*YOUR ASSIGNMENT*: Go to the line containing "use thiserror::Error;" in the listing below. Output that line and each later one exactly.

*ENTRIES SHOWN*:

//! Error taxonomy for the protection engine.

use thiserror::Error;

/// Errors surfaced by the engine's components.
///
/// `Config` is fatal for the offending rule or option and fatal for the
/// process at startup; `TransientEnforcement` is retried with backoff and
/// escalated once the attempt budget is spent; `StateCorruption` is detected
/// defensively, resolved locally, and logged as an anomaly.
#[derive(Debug, Error)]
pub enum WatchdogError {
    #[error("invalid configuration: {0}")]
    Config(String),

    #[error("enforcement call failed: {0}")]
    TransientEnforcement(String),

    #[error("state corruption: {0}")]
    StateCorruption(String),

    #[error("state store error: {0}")]
    Store(String),
}

impl From<redis::RedisError> for WatchdogError {
    fn from(err: redis::RedisError) -> Self {
        WatchdogError::Store(err.to_string())
    }
}

impl From<serde_json::Error> for WatchdogError {
    fn from(err: serde_json::Error) -> Self {
        WatchdogError::Store(format!("record serialization: {}", err))
    }
}

pub type Result<T> = std::result::Result<T, WatchdogError>;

*SOLUTION TO THE PROBLEM*:
use thiserror::Error;

/// Errors surfaced by the engine's components.
///
/// `Config` is fatal for the offending rule or option and fatal for the
/// process at startup; `TransientEnforcement` is retried with backoff and
/// escalated once the attempt budget is spent; `StateCorruption` is detected
/// defensively, resolved locally, and logged as an anomaly.
#[derive(Debug, Error)]
pub enum WatchdogError {
    #[error("invalid configuration: {0}")]
    Config(String),

    #[error("enforcement call failed: {0}")]
    TransientEnforcement(String),

    #[error("state corruption: {0}")]
    StateCorruption(String),

    #[error("state store error: {0}")]
    Store(String),
}

impl From<redis::RedisError> for WatchdogError {
    fn from(err: redis::RedisError) -> Self {
        WatchdogError::Store(err.to_string())
    }
}

impl From<serde_json::Error> for WatchdogError {
    fn from(err: serde_json::Error) -> Self {
        WatchdogError::Store(format!("record serialization: {}", err))
    }
}

pub type Result<T> = std::result::Result<T, WatchdogError>;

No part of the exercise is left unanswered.